_DATA FOR THIS EXERCISE_:
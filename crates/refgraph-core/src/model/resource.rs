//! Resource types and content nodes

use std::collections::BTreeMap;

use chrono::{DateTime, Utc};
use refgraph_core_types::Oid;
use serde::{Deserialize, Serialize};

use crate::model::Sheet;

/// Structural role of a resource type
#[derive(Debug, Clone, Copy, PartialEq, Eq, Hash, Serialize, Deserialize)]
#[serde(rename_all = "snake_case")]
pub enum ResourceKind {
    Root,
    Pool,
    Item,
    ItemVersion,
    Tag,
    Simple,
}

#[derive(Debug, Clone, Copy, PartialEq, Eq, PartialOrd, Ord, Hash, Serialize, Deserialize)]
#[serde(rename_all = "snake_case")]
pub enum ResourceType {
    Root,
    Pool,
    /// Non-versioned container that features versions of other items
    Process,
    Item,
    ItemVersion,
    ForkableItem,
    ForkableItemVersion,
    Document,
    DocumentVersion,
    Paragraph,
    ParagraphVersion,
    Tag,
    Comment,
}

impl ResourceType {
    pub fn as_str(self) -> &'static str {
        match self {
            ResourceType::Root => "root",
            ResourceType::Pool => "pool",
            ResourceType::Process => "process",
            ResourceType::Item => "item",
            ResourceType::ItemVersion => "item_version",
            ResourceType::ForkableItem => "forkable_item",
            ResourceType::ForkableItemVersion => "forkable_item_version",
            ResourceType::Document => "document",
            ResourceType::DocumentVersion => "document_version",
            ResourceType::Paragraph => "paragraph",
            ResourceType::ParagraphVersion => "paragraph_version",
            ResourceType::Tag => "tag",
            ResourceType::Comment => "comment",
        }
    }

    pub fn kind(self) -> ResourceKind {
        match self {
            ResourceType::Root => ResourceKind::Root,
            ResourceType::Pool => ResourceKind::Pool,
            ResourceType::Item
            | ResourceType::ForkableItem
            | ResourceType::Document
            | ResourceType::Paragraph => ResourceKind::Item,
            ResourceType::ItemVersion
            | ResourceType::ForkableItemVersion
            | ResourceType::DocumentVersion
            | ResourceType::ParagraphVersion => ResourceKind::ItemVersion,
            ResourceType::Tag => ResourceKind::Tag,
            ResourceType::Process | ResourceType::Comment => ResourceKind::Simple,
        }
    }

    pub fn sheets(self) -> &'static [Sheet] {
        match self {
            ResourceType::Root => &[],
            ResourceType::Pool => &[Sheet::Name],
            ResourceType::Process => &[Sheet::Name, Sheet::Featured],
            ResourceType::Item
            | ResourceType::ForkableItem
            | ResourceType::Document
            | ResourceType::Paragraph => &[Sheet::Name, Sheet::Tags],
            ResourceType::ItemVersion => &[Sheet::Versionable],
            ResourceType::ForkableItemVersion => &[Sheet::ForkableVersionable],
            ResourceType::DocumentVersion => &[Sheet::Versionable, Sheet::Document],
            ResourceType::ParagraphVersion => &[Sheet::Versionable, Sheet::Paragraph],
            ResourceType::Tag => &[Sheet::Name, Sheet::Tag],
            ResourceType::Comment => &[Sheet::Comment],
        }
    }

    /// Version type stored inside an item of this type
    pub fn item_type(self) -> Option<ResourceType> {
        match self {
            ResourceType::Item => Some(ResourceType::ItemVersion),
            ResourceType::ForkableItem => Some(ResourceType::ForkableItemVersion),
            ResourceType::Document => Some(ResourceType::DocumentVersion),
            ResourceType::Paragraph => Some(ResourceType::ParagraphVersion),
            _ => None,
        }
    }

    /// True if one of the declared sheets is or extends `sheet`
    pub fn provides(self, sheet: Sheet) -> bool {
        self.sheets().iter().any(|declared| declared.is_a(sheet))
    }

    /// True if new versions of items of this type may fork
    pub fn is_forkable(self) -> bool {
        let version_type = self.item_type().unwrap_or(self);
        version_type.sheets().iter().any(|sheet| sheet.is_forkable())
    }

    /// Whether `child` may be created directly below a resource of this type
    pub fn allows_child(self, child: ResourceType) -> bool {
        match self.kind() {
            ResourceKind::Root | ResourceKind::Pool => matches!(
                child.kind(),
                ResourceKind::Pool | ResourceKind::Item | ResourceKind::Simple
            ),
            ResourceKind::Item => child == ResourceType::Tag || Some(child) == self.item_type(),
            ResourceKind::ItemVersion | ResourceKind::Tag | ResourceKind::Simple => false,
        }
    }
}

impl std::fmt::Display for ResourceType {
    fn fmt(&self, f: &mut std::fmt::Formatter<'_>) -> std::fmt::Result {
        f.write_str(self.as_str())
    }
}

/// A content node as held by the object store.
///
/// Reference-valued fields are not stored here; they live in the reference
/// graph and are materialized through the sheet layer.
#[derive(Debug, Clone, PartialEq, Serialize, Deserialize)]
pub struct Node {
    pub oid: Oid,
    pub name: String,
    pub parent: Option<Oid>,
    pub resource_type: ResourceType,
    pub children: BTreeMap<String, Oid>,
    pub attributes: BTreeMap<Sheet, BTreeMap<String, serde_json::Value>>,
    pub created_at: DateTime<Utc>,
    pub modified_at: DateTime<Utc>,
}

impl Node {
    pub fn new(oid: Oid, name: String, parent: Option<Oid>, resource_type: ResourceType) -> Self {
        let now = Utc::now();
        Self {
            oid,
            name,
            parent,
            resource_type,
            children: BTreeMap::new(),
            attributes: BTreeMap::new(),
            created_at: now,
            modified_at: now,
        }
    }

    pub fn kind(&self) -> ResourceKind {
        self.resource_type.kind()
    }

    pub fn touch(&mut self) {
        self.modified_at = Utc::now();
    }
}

_ABOUT THIS TASK_: Of the lines above, copy each one that contains the word "True".

_TASK SOLUTION_:
    /// True if one of the declared sheets is or extends `sheet`
    /// True if new versions of items of this type may fork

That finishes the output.